The exercises compiled by Rooper are based on Pestalozzian principles of physical education, who notes that the exercises can be applied not just to drawing, but to other occupations like stick laying and pricking. He emphasizes using the drawing exercises to practice speaking English and counting numbers, and explicitly mentions the lessons' usefulness in connection to Schneyer's lessons (First Lessons in Arithmetic) and Tillich's Brick Box.
Thomas Godolphin Rooper (1847-1903) was an educationist who served as Inspector of Schools in Bradford, England. He was a personal friend of education reformer Charlotte Mason and a founding member of the Parents' National Educational Union (PNEU). After his death at 56, Mason published "A Modern Educator: Thomas Godolphin Rooper" in her book Formation of Character. Her warm remembrance characterizes Rooper as a passionate and disciplined advocate of Pestalozzian principles.
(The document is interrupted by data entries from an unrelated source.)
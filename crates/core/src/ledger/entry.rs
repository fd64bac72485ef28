//! Move line domain type.

use continental_shared::types::AccountId;
use rust_decimal::Decimal;
use serde::{Deserialize, Serialize};

/// A single debit or credit row of a move.
///
/// At most one of `debit` and `credit` is non-zero; both are never negative.
#[derive(Debug, Clone, PartialEq, Eq, Serialize, Deserialize)]
pub struct MoveLine {
    /// The account affected by this line.
    pub account: AccountId,
    /// Debit amount in company currency.
    pub debit: Decimal,
    /// Credit amount in company currency.
    pub credit: Decimal,
    /// Optional description for this line.
    pub description: Option<String>,
}

impl MoveLine {
    /// Creates a line from a signed amount: positive debits, negative credits.
    #[must_use]
    pub fn from_signed(account: AccountId, amount: Decimal) -> Self {
        let (debit, credit) = if amount > Decimal::ZERO {
            (amount, Decimal::ZERO)
        } else {
            (Decimal::ZERO, -amount)
        };
        Self {
            account,
            debit,
            credit,
            description: None,
        }
    }

    /// Returns the signed amount (positive for debit, negative for credit).
    #[must_use]
    pub fn signed_amount(&self) -> Decimal {
        self.debit - self.credit
    }
}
She praised his "refreshing" writings for elucidating elements of child psychology, and his inclusion of "mentally deficient children" in implementing those principles in common education. Rooper contributed regularly to the PNEU monthly "Parents' Review" and published several other works on object teaching; most notably Apperception: or, The Essential Mental Operation in the Act of Learning ("A pot of green feathers").